Comment by margaret staib on September 28, 2010 at 10:34am
I'll say it again wow, what a wonderful site. So many wonderful posts. I love reading all these wonderful positive energy pieces. My aha? I think mine happens more than just one day. I am always being reminded of how it's all going to be ok, when my daughter sees someone looking at me in my scarf and she looks at me and says, "mom don't worry about her, your beautiful. or when I talk to a friend with two little girls that is going through brain cancer right now and she knows she won't live out the year, or when my husband rubs my head and looks in my eyes and says, I love your sparkle. It's those little aha's that make the big aha, now we just have to believe those things. That's the key to pushing through to get to the point of ahhhhhhhhhh. :)

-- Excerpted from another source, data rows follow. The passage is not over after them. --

//! Application configuration management.

use chrono::NaiveDate;
use serde::Deserialize;

/// Application configuration.
#[derive(Debug, Clone, Deserialize)]
pub struct AppConfig {
    /// Database configuration.
    pub database: DatabaseConfig,
    /// Posting policy configuration.
    #[serde(default)]
    pub posting: PostingConfig,
}

/// Database configuration.
#[derive(Debug, Clone, Deserialize)]
pub struct DatabaseConfig {
    /// Database connection URL.
    pub url: String,
    /// Maximum number of connections in the pool.
    #[serde(default = "default_max_connections")]
    pub max_connections: u32,
    /// Minimum number of connections in the pool.
    #[serde(default = "default_min_connections")]
    pub min_connections: u32,
    /// Per-statement execution limit inside a transaction, in milliseconds.
    #[serde(default = "default_statement_timeout_ms")]
    pub statement_timeout_ms: u64,
    /// Wall-clock limit for a whole transaction, in milliseconds.
    #[serde(default = "default_transaction_timeout_ms")]
    pub transaction_timeout_ms: u64,
}

fn default_max_connections() -> u32 {
    10
}

fn default_min_connections() -> u32 {
    1
}

fn default_statement_timeout_ms() -> u64 {
    5_000
}

fn default_transaction_timeout_ms() -> u64 {
    30_000
}

/// Which posting policy guards document dates.
#[derive(Debug, Clone, Copy, Default, PartialEq, Eq, Deserialize)]
#[serde(rename_all = "lowercase")]
pub enum PolicyMode {
    /// Hard cutoff: nothing dated before `closed_before` may change.
    Strict,
    /// Soft warning after `warning_days`, optional hard cutoff.
    Flexible,
    /// Everything allowed.
    #[default]
    Open,
}

/// Posting policy configuration.
#[derive(Debug, Clone, Default, Deserialize)]
pub struct PostingConfig {
    /// Policy mode.
    #[serde(default)]
    pub policy: PolicyMode,
    /// Dates strictly before this one belong to a closed period.
    #[serde(default)]
    pub closed_before: Option<NaiveDate>,
    /// Age in days after which the flexible policy warns.
    #[serde(default)]
    pub warning_days: Option<u32>,
}

impl AppConfig {
    /// Loads configuration from environment and config files.
    ///
    /// # Errors
    ///
    /// Returns an error if configuration cannot be loaded.
    pub fn load() -> Result<Self, config::ConfigError> {
        let run_mode = std::env::var("RUN_MODE").unwrap_or_else(|_| "development".to_string());

        let config = config::Config::builder()
            .add_source(config::File::with_name("config/default").required(false))
            .add_source(config::File::with_name(&format!("config/{run_mode}")).required(false))
            .add_source(config::Environment::with_prefix("STOCKREG").separator("__"))
            .build()?;

        config.try_deserialize()
    }
}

Comment by Pat on September 28, 2010 at 3:58pm
My aha moment came when I entered my second round with AU. It was then I realised this thing wasn't going to go away and I would probably have it the rest of my life so learn to live with it girl or you'll end up crazy. So I did what I needed to do for me...got eyeliner tatooed and then eyebrows and did the research on what wigs were out there and through trial and error now have the wigs that I can live with. It's been quite a journey. I accepted the old me was gone..yes there was grief with that I won't lie and say there wasn't...but that I could make the best of the new me. More than anything else I've developed a sense of humour and learned to laugh at myself and not be such a sensitive ninny.
Comment by Tallgirl on September 29, 2010 at 10:07pm
One thing for sure...I cut my routine in half each morning by not havine to curl or blow dry hair. I have even gotten to the point of leaving off half the make-up. Who the heck cares? It is mostly about my personality and teaching ability, anyway. I am there to do a job for an employer and the students...not to be a beauty queen. That realization was AHA #2.